The awks middle bit nobody puts on their website

There is a stage some e-commerce businesses hit where, on paper, things still look alive enough to avoid a full-scale meltdown, but underneath it all the engine is starting to cough and splutter. Orders are still coming in. Revenue is still landing. Klaviyo is still doing its thing. From the outside, nobody is reaching for the defibrillator. But if you look properly, the whole setup feels scrappier, noisier and far too dependent on short-term fixes.

That was the shape of one client relationship once I got properly under the bonnet. Email had become the trusty cash tap. If the week looked soft, send an offer. If month-end was looming, send another. If the last one worked reasonably well, why not have another go before the weekend for good measure. The same people got nudged, then nudged again, then nudged with a countdown timer and a “last chance” subject line that had long since stopped feeling like the last anything. It was beginning to feel less like a brand with a strategy and more like one of those DFS sofa ads where everything must go, everything ends Sunday, and somehow there is another sale five minutes later.

This happens more than people admit. Not because business owners are daft, but because they are trying to spin seventeen plates at once. Stock. Margins. Customer service. Packaging. Agencies. Fulfilment. Paid ads. Website issues. Random fires before lunch. If email is still bringing in revenue, it is very easy to leave it alone and keep pulling the lever. The problem is that what looks productive on the surface can be quietly running out of road underneath.

In this case, the database was being leaned on too hard. New customers were not coming in strongly enough. Too much of the monthly result depended on going back to the same people with another discount and hoping they had not developed full-blown promo fatigue. And, obviously, they had. If every week is sale week, sale week stops feeling particularly special.

The Meta Sweats

There was another layer to it as well. The business had been badly spooked by Meta after the fallout from the iOS tracking mess. Fair enough. A lot of brands were. One minute Meta looked like a miracle worker, happily claiming credit for everything short of rainfall. The next, reporting went murky, ROAS looked wobblier, and the whole channel suddenly felt less like an efficiency engine and more like a confidence vacuum with a media budget attached. So the instinct was to back away from it.

The trouble is, going without Meta entirely created a different sort of problem. The funnel started drying up at the top. Fewer new people were discovering the brand. Google had less demand to capture. Klaviyo had fewer fresh subscribers and customers to welcome, nurture and convert. Then email got asked to do even more of the heavy lifting, which only pushed the business further back towards the old habit of repeatedly bashing the same loyal customers over the head with 15% off and a cheerful little subject line.

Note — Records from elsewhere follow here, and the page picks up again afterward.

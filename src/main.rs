#![cfg_attr(coverage_nightly, feature(coverage_attribute))]

use std::fs;
use std::io::{self, stdout};
use std::path::PathBuf;

use crossterm::execute;
use crossterm::terminal::{
    EnterAlternateScreen, LeaveAlternateScreen, disable_raw_mode, enable_raw_mode,
};
use ratatui::Terminal;
use ratatui::backend::CrosstermBackend;
use tracing_appender::non_blocking::WorkerGuard;

use keycheat::storage::ItemStore;
use keycheat::tui::App;

const LOG_FILE: &str = "keycheat.log";

#[cfg_attr(coverage_nightly, coverage(off))]
#[mutants::skip]
fn main() -> Result<(), Box<dyn std::error::Error>> {
    let _log_guard = init_logging()?;

    let store = ItemStore::new()?;
    tracing::info!(
        path = %store.path().display(),
        items = store.items().len(),
        "starting"
    );

    let original_hook = std::panic::take_hook();
    std::panic::set_hook(Box::new(move |info| {
        let _ = restore_terminal();
        original_hook(info);
    }));

    enable_raw_mode()?;
    execute!(stdout(), EnterAlternateScreen)?;
    let mut terminal = Terminal::new(CrosstermBackend::new(stdout()))?;

    let mut app = App::new(store);
    let result = app.run(&mut terminal);

    let restore_result = restore_terminal();
    match result {
        Err(e) => {
            tracing::error!(error = %e, "fatal error, exiting");
            Err(e.into())
        }
        Ok(()) => {
            tracing::info!("exiting");
            restore_result.map_err(Into::into)
        }
    }
}

/// Sends tracing output to a file in the data directory; stdout belongs to the TUI.
///
/// The returned guard must stay alive until exit so buffered lines are flushed.
#[cfg_attr(coverage_nightly, coverage(off))]
#[mutants::skip]
fn init_logging() -> Result<WorkerGuard, Box<dyn std::error::Error>> {
    let log_dir = dirs::data_dir()
        .map(|dir| dir.join("keycheat"))
        .unwrap_or_else(|| PathBuf::from("."));
    fs::create_dir_all(&log_dir)?;

    let file_appender = tracing_appender::rolling::never(&log_dir, LOG_FILE);
    let (non_blocking, guard) = tracing_appender::non_blocking(file_appender);
    tracing_subscriber::fmt()
        .with_writer(non_blocking)
        .with_ansi(false)
        .with_target(false)
        .try_init()
        .map_err(|err| err as Box<dyn std::error::Error>)?;
    Ok(guard)
}

#[cfg_attr(coverage_nightly, coverage(off))]
#[mutants::skip]
fn restore_terminal() -> Result<(), io::Error> {
    let raw_result = disable_raw_mode();
    let screen_result = execute!(stdout(), LeaveAlternateScreen);
    raw_result.and(screen_result)
}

That is when the ecosystem starts to reveal itself. Meta is not just there to sit in a spreadsheet and compete for best ROAS. Google is not operating in a vacuum. Klaviyo absolutely is not supposed to drag the whole business uphill by itself like an exhausted donkey at a village fête. These channels feed each other. Starve one and the others usually feel it.

Looking at the whole machine, not just one dashboard

So the plan changed, though not in a dramatic rip-it-up-and-start-again sort of way. It was more a case of admitting the current rhythm was getting silly and putting something better in its place.

Discounts stayed, because pretending promotions should never exist is a lovely fantasy until you remember real businesses have targets, stock to shift and wages to pay. But they stopped being the entire personality of the brand. We introduced a more structured content calendar. Campaigns became more product-led, benefit-led and brand-led. Offers were used more deliberately and more often placed where they actually made sense, especially within flows, where timing and relevance tend to matter a lot more than sheer volume. Klaviyo had to stop acting like a panic button and start behaving like part of a proper system.

At the same time, we took a more grown-up view of paid traffic. Rather than obsessing over one channel’s ROAS in isolation and declaring it either a hero or a waste of money depending on the week, we started looking at blended ROAS alongside channel-level performance. Not to flatter ourselves and not to hide weak spots behind a conveniently foggy topline number. Just to judge the business more honestly. If Meta was helping create demand, Google was catching intent, and Klaviyo was doing a better job of converting and retaining those customers, that mattered. The business does not really care which platform wants to parade around with the match ball. It cares whether growth is becoming healthier and more efficient overall.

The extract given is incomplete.